Rothenberg holds Heo in high regard for another reason.
“I was so impressed with her, in that she brought her two children over with her when she came to New York,” he said. “When you talk about struggling to establish her career, she raised two children in a very traditional Korean society. And, yet, she had this whole musical career at the same time.”
Heo acknowledges that she faced a number of challenges.
“Yes, that is true,” she said. “It’s not easy as a woman. I’m also a mother, a wife and a daughter. And Korea has a very strong family tradition, in which the woman takes a role of duty, so it is really hard. But those challenges make me stronger. I think woman leadership is very special. It’s different from a man leadership. I’m the leader of Black String and, before that, the Tori Ensemble, and I have a different role as a leader that is very natural for me. But I work with many, many men. It’s very rare to work with women. There are so many men in the music field, so it’s very strange!”
Globe-spanning Telematic concerts
In contrast with Japanese and Chinese traditional styles, Korean music lends itself to improvisation in general and the improvisation that propels Black String’s performances specifically. Why?
“I also am curious about that, and many of my friends in Japan and China have wondered about that,” Heo said. “Basically, it’s because Chinese and Japanese traditional music is very different than Korea’s. A big difference is within (rhythmic) patterns. In China and Japan, their traditional rhythmic patterns are based on two beats: Dat-dat, dat-dat. But Korean music is based on three beats: Dat-dat-dat, dat-dat-dat.

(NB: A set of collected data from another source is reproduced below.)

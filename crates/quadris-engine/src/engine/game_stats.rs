/// Points awarded per simultaneously cleared row count, before the level
/// multiplier:
///
/// - 1 row: 40
/// - 2 rows: 100
/// - 3 rows: 300
/// - 4 rows: 1200
const POINT_TABLE: [usize; 5] = [0, 40, 100, 300, 1200];

/// Score, level, and line counters for one game.
///
/// All counters are monotonically non-decreasing within a game; a new
/// game replaces the whole value.
///
/// # Scoring
///
/// A clear of `n` rows awards `(level + 1) * POINT_TABLE[n]` points, where
/// the level is recomputed from the total lines *after* the cleared rows
/// are added — never before.
///
/// # Example
///
/// ```
/// use quadris_engine::GameStats;
///
/// let mut stats = GameStats::new();
/// stats.record_piece_locked(4);
///
/// assert_eq!(stats.score(), 1200);
/// assert_eq!(stats.total_cleared_lines(), 4);
/// assert_eq!(stats.level(), 0);
/// ```
#[derive(Debug, Clone, PartialEq, Eq)]
pub struct GameStats {
    score: usize,
    completed_pieces: usize,
    total_cleared_lines: usize,
    line_cleared_counter: [usize; 5],
}

impl Default for GameStats {
    fn default() -> Self {
        Self::new()
    }
}

impl GameStats {
    #[must_use]
    pub const fn new() -> Self {
        Self {
            score: 0,
            completed_pieces: 0,
            total_cleared_lines: 0,
            line_cleared_counter: [0; 5],
        }
    }

    #[must_use]
    pub const fn score(&self) -> usize {
        self.score
    }

    /// Current level: one step per ten cleared lines (integer division).
    #[must_use]
    pub const fn level(&self) -> usize {
        self.total_cleared_lines / 10
    }

    /// Number of pieces locked into the board so far.
    #[must_use]
    pub const fn completed_pieces(&self) -> usize {
        self.completed_pieces
    }

    #[must_use]
    pub const fn total_cleared_lines(&self) -> usize {
        self.total_cleared_lines
    }

    /// Histogram of clears by row count; index 0 counts locks that cleared
    /// nothing.
    #[must_use]
    pub const fn line_cleared_counter(&self) -> &[usize; 5] {
        &self.line_cleared_counter
    }

    /// Updates the counters after a piece locked, clearing `cleared_rows`
    /// full rows (0-4).
    pub const fn record_piece_locked(&mut self, cleared_rows: usize) {
        debug_assert!(cleared_rows <= 4, "a single lock clears at most 4 rows");
        self.completed_pieces += 1;
        self.total_cleared_lines += cleared_rows;
        self.line_cleared_counter[cleared_rows] += 1;
        self.score += (self.level() + 1) * POINT_TABLE[cleared_rows];
    }
}

#[cfg(test)]
mod tests {
    use super::*;

    #[test]
    fn point_table_at_level_zero() {
        for (rows, points) in [(1, 40), (2, 100), (3, 300), (4, 1200)] {
            let mut stats = GameStats::new();
            stats.record_piece_locked(rows);
            assert_eq!(stats.score(), points, "{rows} rows");
            assert_eq!(stats.level(), 0);
        }
    }

    #[test]
    fn score_scales_with_level() {
        let mut stats = GameStats::new();
        // 30 single clears: level after the 30th is 3.
        for _ in 0..30 {
            stats.record_piece_locked(1);
        }
        assert_eq!(stats.level(), 3);
        assert_eq!(stats.total_cleared_lines(), 30);

        let before = stats.score();
        stats.record_piece_locked(3);
        assert_eq!(stats.score() - before, (3 + 1) * 300);
    }

    #[test]
    fn level_is_recomputed_after_lines_are_added() {
        let mut stats = GameStats::new();
        for _ in 0..9 {
            stats.record_piece_locked(1);
        }
        assert_eq!(stats.level(), 0);

        let before = stats.score();
        // The 10th line crosses the level boundary; the multiplier uses
        // the post-update level 1, not the pre-update level 0.
        stats.record_piece_locked(1);
        assert_eq!(stats.level(), 1);
        assert_eq!(stats.score() - before, (1 + 1) * 40);
    }

    #[test]
    fn locks_without_clears_score_nothing() {
        let mut stats = GameStats::new();
        stats.record_piece_locked(0);
        stats.record_piece_locked(0);
        assert_eq!(stats.score(), 0);
        assert_eq!(stats.completed_pieces(), 2);
        assert_eq!(stats.line_cleared_counter()[0], 2);
    }

    #[test]
    fn counters_are_monotonic() {
        let mut stats = GameStats::new();
        let mut last = (0, 0, 0);
        for rows in [0, 1, 0, 4, 2, 0, 3, 1] {
            stats.record_piece_locked(rows);
            let now = (stats.score(), stats.level(), stats.total_cleared_lines());
            assert!(now.0 >= last.0 && now.1 >= last.1 && now.2 >= last.2);
            last = now;
        }
    }
}
//! CLI smoke entry point.
//!
//! # Responsibility
//! - Verify `naakt_core` linkage, logging setup and taxonomy loading.
//! - Keep output deterministic for quick local sanity checks.

use log::warn;
use naakt_core::{
    core_version, finalize, init_logging, JsonTaxonomyRepository, NaaktConfig, NamingSession,
    TaxonomyStore,
};

fn main() {
    let config = NaaktConfig::from_env();
    if let Err(err) = init_logging(&config.log_config()) {
        eprintln!("naakt logging disabled: {err}");
    }

    println!("naakt_core version={}", core_version());
    println!("naakt data_dir={}", config.data_dir.display());

    let (store, report) = TaxonomyStore::open(JsonTaxonomyRepository::new(config.taxonomy_paths()));
    println!("naakt names={}", report.names);
    for degraded in &report.degraded {
        warn!(
            "event=cli_probe module=cli status=degraded table={} error={}",
            degraded.table, degraded.message
        );
        println!("naakt degraded table={} error={}", degraded.table, degraded.message);
    }

    let session = NamingSession::start(store);
    println!("naakt preview={}", session.composed().preview_text());

    finalize(report.is_clean(), None);
}
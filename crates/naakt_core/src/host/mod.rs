//! Host document contracts.
//!
//! # Responsibility
//! - Describe the narrow slice of the CAD host document model used by the
//!   naming tool: materials, fill patterns, appearance assets, transactions.
//! - Keep host API details out of matching and provisioning logic.
//!
//! # Invariants
//! - Host mutations happen only inside an open transaction.
//! - Material names are compared exactly (case-sensitive) by the host.
//!
//! # See also
//! - `memory::InMemoryDocument` for the reference implementation.

use crate::model::presentation::{ColorSlot, HexColor};
use std::error::Error;
use std::fmt::{Display, Formatter};

pub mod memory;
pub mod patterns;

pub type HostResult<T> = Result<T, HostError>;

/// Host element identifier.
#[derive(Debug, Clone, Copy, PartialEq, Eq, PartialOrd, Ord, Hash)]
pub struct ElementId(pub i64);

impl Display for ElementId {
    fn fmt(&self, f: &mut Formatter<'_>) -> std::fmt::Result {
        write!(f, "{}", self.0)
    }
}

/// Material as enumerated from the host document.
#[derive(Debug, Clone, PartialEq, Eq)]
pub struct HostMaterial {
    pub id: ElementId,
    pub name: String,
    /// Attached appearance (render) asset, if any.
    pub appearance_asset: Option<ElementId>,
}

/// Fill pattern element as enumerated from the host document.
#[derive(Debug, Clone, PartialEq, Eq)]
pub struct PatternElement {
    pub id: ElementId,
    pub name: String,
}

/// Fill pattern definition read from a pattern element.
#[derive(Debug, Clone, Copy, PartialEq, Eq)]
pub struct FillPattern {
    pub is_solid: bool,
}

/// Non-fatal problem recorded while scanning or provisioning.
#[derive(Debug, Clone, PartialEq, Eq)]
pub struct HostDiagnostic {
    /// What was being processed, e.g. a pattern or asset name.
    pub subject: String,
    pub message: String,
}

impl HostDiagnostic {
    pub fn new(subject: impl Into<String>, message: impl Into<String>) -> Self {
        Self {
            subject: subject.into(),
            message: message.into(),
        }
    }
}

impl Display for HostDiagnostic {
    fn fmt(&self, f: &mut Formatter<'_>) -> std::fmt::Result {
        write!(f, "{}: {}", self.subject, self.message)
    }
}

/// Host-side failure.
#[derive(Debug, Clone, PartialEq, Eq)]
pub enum HostError {
    /// A mutation was attempted without an open transaction.
    NoTransaction,
    /// A transaction was started while another one is open.
    TransactionAlreadyOpen,
    ElementNotFound(ElementId),
    /// The host refused a name that is already taken.
    DuplicateName(String),
    /// Any other host API failure, carrying the host's message.
    Operation(String),
}

impl Display for HostError {
    fn fmt(&self, f: &mut Formatter<'_>) -> std::fmt::Result {
        match self {
            Self::NoTransaction => write!(f, "no open transaction"),
            Self::TransactionAlreadyOpen => write!(f, "a transaction is already open"),
            Self::ElementNotFound(id) => write!(f, "element not found: {id}"),
            Self::DuplicateName(name) => write!(f, "name already in use: {name}"),
            Self::Operation(message) => write!(f, "{message}"),
        }
    }
}

impl Error for HostError {}

/// Host document operations consumed by the naming tool.
pub trait HostDocument {
    /// All materials in document order.
    fn materials(&self) -> HostResult<Vec<HostMaterial>>;
    /// All fill pattern elements in document order.
    fn pattern_elements(&self) -> HostResult<Vec<PatternElement>>;
    /// Reads the definition of one fill pattern element.
    fn fill_pattern(&self, id: ElementId) -> HostResult<FillPattern>;

    fn duplicate_material(&mut self, source: ElementId, new_name: &str) -> HostResult<ElementId>;
    fn duplicate_appearance_asset(
        &mut self,
        asset: ElementId,
        new_name: &str,
    ) -> HostResult<ElementId>;
    fn set_appearance_asset(&mut self, material: ElementId, asset: ElementId) -> HostResult<()>;
    fn set_pattern(&mut self, material: ElementId, slot: ColorSlot, pattern: ElementId)
        -> HostResult<()>;
    fn set_pattern_color(
        &mut self,
        material: ElementId,
        slot: ColorSlot,
        color: HexColor,
    ) -> HostResult<()>;

    fn begin_transaction(&mut self, label: &str) -> HostResult<()>;
    fn commit_transaction(&mut self) -> HostResult<()>;
    fn rollback_transaction(&mut self) -> HostResult<()>;

    /// Exact, case-sensitive material name lookup.
    fn material_exists(&self, name: &str) -> HostResult<bool> {
        Ok(self.materials()?.iter().any(|material| material.name == name))
    }
}
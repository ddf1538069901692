//! Process configuration and directory discovery.
//!
//! # Responsibility
//! - Resolve the taxonomy data folder and log directory candidates.
//! - Keep environment access in one place so the rest of core stays pure.
//!
//! # Invariants
//! - Configuration is read once at process start and passed down.
//! - Only directory discovery and log level come from the environment.

use crate::logging::{default_fallback_dir, default_log_level, LogConfig, MAX_LOGS_PER_TOOL};
use crate::repo::taxonomy_repo::TaxonomyPaths;
use std::path::PathBuf;

/// Tool name used for log files.
pub const TOOL_NAME: &str = "NAAKTGenerator";

pub const DATA_DIR_ENV: &str = "NAAKT_DATA_DIR";
pub const LOG_DIR_ENV: &str = "NAAKT_LOG_DIR";
pub const LOG_LEVEL_ENV: &str = "NAAKT_LOG_LEVEL";

const DEFAULT_DATA_DIR: &str = "naakt_data";
const VENDOR_DIR: &str = "3BM_Bouwkunde";

/// Resolved process configuration.
#[derive(Debug, Clone, PartialEq, Eq)]
pub struct NaaktConfig {
    pub tool_name: String,
    pub log_level: String,
    pub data_dir: PathBuf,
    /// Log directory candidates in priority order.
    pub log_dir_candidates: Vec<PathBuf>,
    pub max_logs_per_tool: usize,
}

impl NaaktConfig {
    /// Reads configuration from the process environment.
    pub fn from_env() -> Self {
        Self::from_lookup(|key| std::env::var(key).ok())
    }

    /// Builds configuration from an arbitrary variable lookup.
    pub fn from_lookup<F>(lookup: F) -> Self
    where
        F: Fn(&str) -> Option<String>,
    {
        let non_blank = |key: &str| lookup(key).filter(|value| !value.trim().is_empty());

        let data_dir = non_blank(DATA_DIR_ENV)
            .map(PathBuf::from)
            .unwrap_or_else(|| PathBuf::from(DEFAULT_DATA_DIR));

        let mut log_dir_candidates = Vec::new();
        if let Some(dir) = non_blank(LOG_DIR_ENV) {
            log_dir_candidates.push(PathBuf::from(dir));
        }
        if let Some(app_data) = non_blank("APPDATA") {
            log_dir_candidates.push(PathBuf::from(app_data).join(VENDOR_DIR).join("logs"));
        }
        if let Some(home) = non_blank("HOME") {
            log_dir_candidates.push(
                PathBuf::from(home)
                    .join(format!(".{}", VENDOR_DIR.to_lowercase()))
                    .join("logs"),
            );
        }

        let log_level = non_blank(LOG_LEVEL_ENV).unwrap_or_else(|| default_log_level().to_string());

        Self {
            tool_name: TOOL_NAME.to_string(),
            log_level,
            data_dir,
            log_dir_candidates,
            max_logs_per_tool: MAX_LOGS_PER_TOOL,
        }
    }

    pub fn taxonomy_paths(&self) -> TaxonomyPaths {
        TaxonomyPaths::in_dir(&self.data_dir)
    }

    pub fn log_config(&self) -> LogConfig {
        LogConfig {
            tool_name: self.tool_name.clone(),
            level: self.log_level.clone(),
            dir_candidates: self.log_dir_candidates.clone(),
            fallback_dir: default_fallback_dir(),
            max_logs_per_tool: self.max_logs_per_tool,
        }
    }
}
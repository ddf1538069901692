//! Domain model for material naming.
//!
//! # Responsibility
//! - Define the controlled vocabulary and its normalization rules.
//! - Compose canonical material names.
//! - Describe presentation settings applied to created materials.
//!
//! # Invariants
//! - Model code is pure: no file or host document access.

pub mod naming;
pub mod presentation;
pub mod taxonomy;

“Three beats of rhythmic music can make for a tremendous amount of variations and it’s very complex. That is why we can do such strong improvisations in Korean music.”
Rothenberg, her former band mate in the Tori Ensemble, can attest to those differences first-hand from his experiences as a performer and musicologist.
“It’s absolutely true,” he said. “Chinese and Japanese music is very limited, rhythmically. All of music, if you think of it metrically, is just made of twos and threes. Even Indian music, with its 127-beat cycles, is in two and threes when you break it down. In China and Japan, its mostly in twos and they are not comfortable combining twos and threes.
“Korea is unique in the rhythmic breadth of its music. I also think they are very comfortable exploring sonically, because the ornamentation in Korean music is so wide. You have big vibratos and the expressive range on Heo’s instrument — and how how you bend and alter notes — is quite high compared to its counterpart instruments in Japan and China.”
Rothenberg chuckled.
“I have a funny take on this,” he said. “I think what Heo is doing (with Black String) is difficult, just not for the usual reason. Because, with Chinese or Japanese music, when you spice it up, it gets more spicy specifically because the traditional music is kind of straight in Japan and China. With Korean traditional music, trying to spice it up does the opposite, because Korean music is pretty wild. So I find most of the Korean crossover stuff pretty mild. Heo’s trying to keep the edge, but — even orchestrally —Korean music is simultaneously wild and subtle. It’s hard to keep that going when you mix it up with electric guitar, but Heo is really doing a yeoman’s job.”
Heo stands out in any setting, as she most recently demonstrated during the Feb. 13 “Changing Tides II: A Telematic Translocational Concert.” The live, real-time performance featured Korean and Californian musicians who — thanks to cutting-edge, fiber-optics technology — played together for audiences in Seoul and her at UC San Diego, despite being 17 hours and 7,000 miles apart.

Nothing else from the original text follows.